## Goal of the exercise
Output every line from the beginning of the records through the line that contains "these is the", exactly as it appears.

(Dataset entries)

pub mod ingest;
pub mod monitor;
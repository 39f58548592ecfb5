use std::collections::BTreeSet;

use super::registry::AllianceRegistry;
use crate::host::HostWorld;
use crate::id::PlayerId;

/// Player-facing alliance commands. Parsing chat input into these is the
/// host's job; each maps to exactly one registry operation.
#[derive(Debug, Clone, PartialEq, Eq)]
pub enum AllianceCommand {
    ToggleRecruitable,
    Add(String),
    Remove(String),
    List(Option<String>),
    Disband,
    Leave,
}

/// Run a command for `caller` and render the reply text.
pub fn execute(
    registry: &AllianceRegistry,
    host: &dyn HostWorld,
    caller: PlayerId,
    command: &AllianceCommand,
) -> String {
    let reply = match command {
        AllianceCommand::ToggleRecruitable => registry
            .toggle_recruitable(host, caller)
            .map(|enabled| {
                let state = if enabled { "enabled" } else { "disabled" };
                format!("Alliance invites {state}.")
            }),
        AllianceCommand::Add(name) => registry
            .invite(host, caller, name)
            .map(|recruited| match recruited.added.as_slice() {
                [single] => format!("{single} added to alliance."),
                many => format!("{} were added to the alliance.", many.join(", ")),
            }),
        AllianceCommand::Remove(name) => registry
            .revoke(host, caller, name)
            .map(|removed| removed_reply(&removed)),
        AllianceCommand::List(name) => registry
            .lookup(host, caller, name.as_deref())
            .map(|members| list_reply(&members)),
        AllianceCommand::Disband => registry
            .disband(host, caller)
            .map(|_| "Alliance disbanded.".to_string()),
        AllianceCommand::Leave => registry
            .leave(host, caller)
            .map(|removed| removed_reply(&removed)),
    };
    reply.unwrap_or_else(|err| err.to_string())
}

fn removed_reply(removed: &[String]) -> String {
    if removed.is_empty() {
        "No members found to remove.".to_string()
    } else {
        format!("{} removed from alliance.", removed.join(", "))
    }
}

fn list_reply(members: &BTreeSet<String>) -> String {
    if members.is_empty() {
        return "No members in alliance.".to_string();
    }
    members.iter().cloned().collect::<Vec<_>>().join(", ")
}
use std::collections::HashSet;

use super::allow::AllowLists;
use crate::config::GuardConfig;
use crate::id::{PlayerId, StructureId};
use crate::time::ServerTime;

/// Which side of a raid an allowed participant fights on.
#[derive(Debug, Clone, Copy, PartialEq, Eq, Hash)]
pub enum Side {
    Ally,
    Raider,
}

/// Why a player is being punished for standing in a raided territory.
#[derive(Debug, Clone, Copy, PartialEq, Eq, Hash)]
pub enum Violation {
    NotAllowed,
    AllyCapReached,
    RaiderCapReached,
}

impl Violation {
    pub fn message(self) -> &'static str {
        match self {
            Violation::NotAllowed => "You are not allowed in this territory during a raid.",
            Violation::AllyCapReached => {
                "You are not allowed in this territory during a raid (maximum allied assists reached)."
            }
            Violation::RaiderCapReached => {
                "You are not allowed in this territory during a raid (maximum raider assists reached)."
            }
        }
    }

    fn cap_for(side: Side) -> Self {
        match side {
            Side::Ally => Violation::AllyCapReached,
            Side::Raider => Violation::RaiderCapReached,
        }
    }
}

/// Assist-cap settings extracted from [`GuardConfig`].
#[derive(Debug, Clone, Copy, PartialEq, Eq)]
pub struct AssistLimits {
    pub enabled: bool,
    /// First `max` arrivals per side are privileged.
    pub max: usize,
    /// Counted participants keep their slot after leaving.
    pub locked: bool,
}

impl From<&GuardConfig> for AssistLimits {
    fn from(config: &GuardConfig) -> Self {
        Self {
            enabled: config.limit_assists,
            max: config.alliance_assists.max(1),
            locked: config.lock_participants,
        }
    }
}

/// Monitoring state for one contested structure.
///
/// Allow-lists only ever grow. Active lists hold arrival order: an identity is
/// appended on first sighting inside the territory and never reordered.
#[derive(Debug, Clone, PartialEq, Eq)]
pub struct RaidSession {
    pub structure: StructureId,
    pub owner: PlayerId,
    pub started_at: ServerTime,
    pub allowed: HashSet<PlayerId>,
    pub allowed_allies: Vec<PlayerId>,
    pub allowed_raiders: Vec<PlayerId>,
    pub active_allies: Vec<PlayerId>,
    pub active_raiders: Vec<PlayerId>,
}

impl RaidSession {
    pub fn new(
        structure: StructureId,
        owner: PlayerId,
        lists: AllowLists,
        started_at: ServerTime,
    ) -> Self {
        Self {
            structure,
            owner,
            started_at,
            allowed: lists.allowed,
            allowed_allies: lists.allies,
            allowed_raiders: lists.raiders,
            active_allies: Vec::new(),
            active_raiders: Vec::new(),
        }
    }

    /// Re-union allow-lists from a repeated breach. Active lists are untouched.
    pub fn extend(&mut self, lists: AllowLists) {
        let mut current = AllowLists {
            allowed: std::mem::take(&mut self.allowed),
            allies: std::mem::take(&mut self.allowed_allies),
            raiders: std::mem::take(&mut self.allowed_raiders),
        };
        current.merge(lists);
        self.allowed = current.allowed;
        self.allowed_allies = current.allies;
        self.allowed_raiders = current.raiders;
    }

    pub fn is_allowed(&self, player: PlayerId) -> bool {
        self.allowed.contains(&player)
    }

    /// Defending side wins when a player appears on both.
    pub fn side_of(&self, player: PlayerId) -> Option<Side> {
        if self.allowed_allies.contains(&player) {
            Some(Side::Ally)
        } else if self.allowed_raiders.contains(&player) {
            Some(Side::Raider)
        } else {
            None
        }
    }

    pub fn active(&self, side: Side) -> &[PlayerId] {
        match side {
            Side::Ally => &self.active_allies,
            Side::Raider => &self.active_raiders,
        }
    }

    fn active_mut(&mut self, side: Side) -> &mut Vec<PlayerId> {
        match side {
            Side::Ally => &mut self.active_allies,
            Side::Raider => &mut self.active_raiders,
        }
    }

    /// Update arrival tracking for one sighting and decide whether the player
    /// must be punished.
    pub fn observe(
        &mut self,
        player: PlayerId,
        inside: bool,
        limits: &AssistLimits,
    ) -> Option<Violation> {
        if inside {
            if !self.is_allowed(player) {
                return Some(Violation::NotAllowed);
            }
            if !limits.enabled {
                return None;
            }
            let side = self.side_of(player)?;
            let active = self.active_mut(side);
            let arrival = match active.iter().position(|p| *p == player) {
                Some(index) => index,
                None => {
                    active.push(player);
                    active.len() - 1
                }
            };
            return (arrival >= limits.max).then_some(Violation::cap_for(side));
        }

        if limits.enabled && !limits.locked && self.is_allowed(player) {
            self.active_allies.retain(|p| *p != player);
            self.active_raiders.retain(|p| *p != player);
        }
        None
    }
}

## Solution below
pub mod ingest;
pub mod monitor;
repository 39f58548592ecfb5
use std::collections::BTreeSet;

use super::registry::AllianceRegistry;
use crate::host::HostWorld;
use crate::id::PlayerId;

/// Player-facing alliance commands. Parsing chat input into these is the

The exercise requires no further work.